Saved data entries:
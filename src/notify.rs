// src/notify.rs

//! Plan lifecycle hooks.
//!
//! Messaging integrations (chat, mail) implement [`PlanObserver`]; the
//! built-in [`LogObserver`] just logs.

use std::fmt::Debug;

use tracing::{error, info};

use crate::errors::PlanError;

pub trait PlanObserver: Debug {
    fn plan_started(&self, command: &str);
    fn plan_succeeded(&self, command: &str);
    fn plan_failed(&self, command: &str, err: &PlanError);
}

#[derive(Debug, Clone, Default)]
pub struct LogObserver;

impl PlanObserver for LogObserver {
    fn plan_started(&self, command: &str) {
        info!(command, "plan started");
    }

    fn plan_succeeded(&self, command: &str) {
        info!(command, "plan succeeded");
    }

    fn plan_failed(&self, command: &str, err: &PlanError) {
        error!(command, kind = ?err.kind(), "plan failed: {err}");
    }
}
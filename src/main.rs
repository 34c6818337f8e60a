// src/main.rs

use polishplan::{cli, logging, run};

fn main() {
    if let Err(err) = run_main() {
        eprintln!("polishplan error: {err:?}");
        std::process::exit(1);
    }
}

fn run_main() -> anyhow::Result<()> {
    let args = cli::parse();
    logging::init_logging(args.log_level)?;
    run(args)
}
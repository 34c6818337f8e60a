// src/resources/allocator.rs

//! Per-job thread / GPU declarations.
//!
//! Device selection samples live load at decision time and reserves nothing.
//! Two jobs admitted concurrently may therefore pick overlapping devices;
//! random choice among eligible devices only spreads load on average and is
//! not an exclusivity guarantee.

use std::collections::{BTreeMap, BTreeSet};

use rand::Rng;
use rand::seq::IteratorRandom;
use tracing::{debug, warn};

use crate::campaign::SampleSpec;
use crate::config::CampaignConfig;
use crate::errors::{PlanError, Result};
use crate::resources::inventory::{DeviceId, DeviceInventory};

/// Campaign-wide resource defaults.
#[derive(Debug, Clone, PartialEq)]
pub struct ResourceSettings {
    pub threads: BTreeMap<String, u32>,
    pub gpus: BTreeMap<String, u32>,
    /// Global concurrency ceiling.
    pub max_threads: u32,
    pub max_load: f32,
    pub max_memory: f32,
}

impl ResourceSettings {
    pub fn from_config(cfg: &CampaignConfig) -> Self {
        Self {
            threads: cfg.threads.clone(),
            gpus: cfg.gpus.clone(),
            max_threads: cfg.campaign.max_threads,
            max_load: cfg.devices.max_load,
            max_memory: cfg.devices.max_memory,
        }
    }
}

/// Resources declared for one job right before dispatch.
#[derive(Debug, Clone, PartialEq, Eq)]
pub struct ResourceRequest {
    pub threads: u32,
    pub gpu_count: u32,
    pub gpu_ids: BTreeSet<DeviceId>,
}

impl ResourceRequest {
    /// Value for `CUDA_VISIBLE_DEVICES`.
    pub fn cuda_visible_devices(&self) -> String {
        cuda_visible_devices(&self.gpu_ids)
    }
}

pub fn cuda_visible_devices(ids: &BTreeSet<DeviceId>) -> String {
    ids.iter()
        .map(|id| id.to_string())
        .collect::<Vec<_>>()
        .join(",")
}

#[derive(Debug, Clone, Copy)]
pub struct ResourceAllocator<'a> {
    settings: &'a ResourceSettings,
    inventory: &'a dyn DeviceInventory,
}

impl<'a> ResourceAllocator<'a> {
    pub fn new(settings: &'a ResourceSettings, inventory: &'a dyn DeviceInventory) -> Self {
        Self {
            settings,
            inventory,
        }
    }

    /// Per-sample `cpu`, then `[threads].<default_key>`, then the ceiling.
    pub fn thread_count(&self, sample: Option<&SampleSpec>, default_key: &str) -> u32 {
        if let Some(sample) = sample {
            if let Some(n) = sample.cpu_override() {
                return n;
            }
            if let Some(ref raw) = sample.cpu {
                warn!(
                    sample = %sample.uuid,
                    cpu = %raw,
                    "ignoring invalid cpu override (expected a positive integer)"
                );
            }
        }
        self.settings
            .threads
            .get(default_key)
            .copied()
            .unwrap_or(self.settings.max_threads)
    }

    /// Per-sample `gpu`, then `[gpus].<default_key>`, then every GPU the
    /// inventory can see.
    pub fn gpu_count(&self, sample: Option<&SampleSpec>, default_key: &str) -> Result<u32> {
        if let Some(sample) = sample {
            if let Some(n) = sample.gpu_override() {
                return Ok(n);
            }
            if let Some(ref raw) = sample.gpu {
                warn!(
                    sample = %sample.uuid,
                    gpu = %raw,
                    "ignoring invalid gpu override (expected a non-negative integer)"
                );
            }
        }
        if let Some(n) = self.settings.gpus.get(default_key) {
            return Ok(*n);
        }
        let visible = self.inventory.list_all()?;
        Ok(visible.len() as u32)
    }

    pub fn select_gpu_devices(&self, requested: u32) -> Result<BTreeSet<DeviceId>> {
        self.select_gpu_devices_with_rng(requested, &mut rand::rng())
    }

    /// Pick `requested` eligible devices uniformly at random.
    ///
    /// Fewer eligible devices than requested is a warning; none at all is
    /// `NoDeviceAvailable`.
    pub fn select_gpu_devices_with_rng<R: Rng + ?Sized>(
        &self,
        requested: u32,
        rng: &mut R,
    ) -> Result<BTreeSet<DeviceId>> {
        if requested == 0 {
            return Ok(BTreeSet::new());
        }

        let eligible = self
            .inventory
            .list_available(self.settings.max_load, self.settings.max_memory)?;

        if eligible.is_empty() {
            return Err(PlanError::NoDeviceAvailable { requested });
        }
        if eligible.len() < requested as usize {
            warn!(
                requested,
                available = eligible.len(),
                "fewer eligible GPUs than requested, continuing with a partial set"
            );
        }

        let chosen: BTreeSet<DeviceId> = eligible
            .iter()
            .copied()
            .choose_multiple(rng, requested as usize)
            .into_iter()
            .collect();
        debug!(requested, ?chosen, "selected GPU devices");
        Ok(chosen)
    }

    /// Full declaration for one job.
    pub fn request(&self, sample: Option<&SampleSpec>, default_key: &str) -> Result<ResourceRequest> {
        let threads = self.thread_count(sample, default_key);
        let gpu_count = self.gpu_count(sample, default_key)?;
        let gpu_ids = self.select_gpu_devices(gpu_count)?;
        Ok(ResourceRequest {
            threads,
            gpu_count,
            gpu_ids,
        })
    }
}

Task>
Look through the data above for the word "struct". Report each line where it occurs.

Exercise response>
pub struct LogObserver;
pub struct ResourceSettings {
pub struct ResourceRequest {
pub struct ResourceAllocator<'a> {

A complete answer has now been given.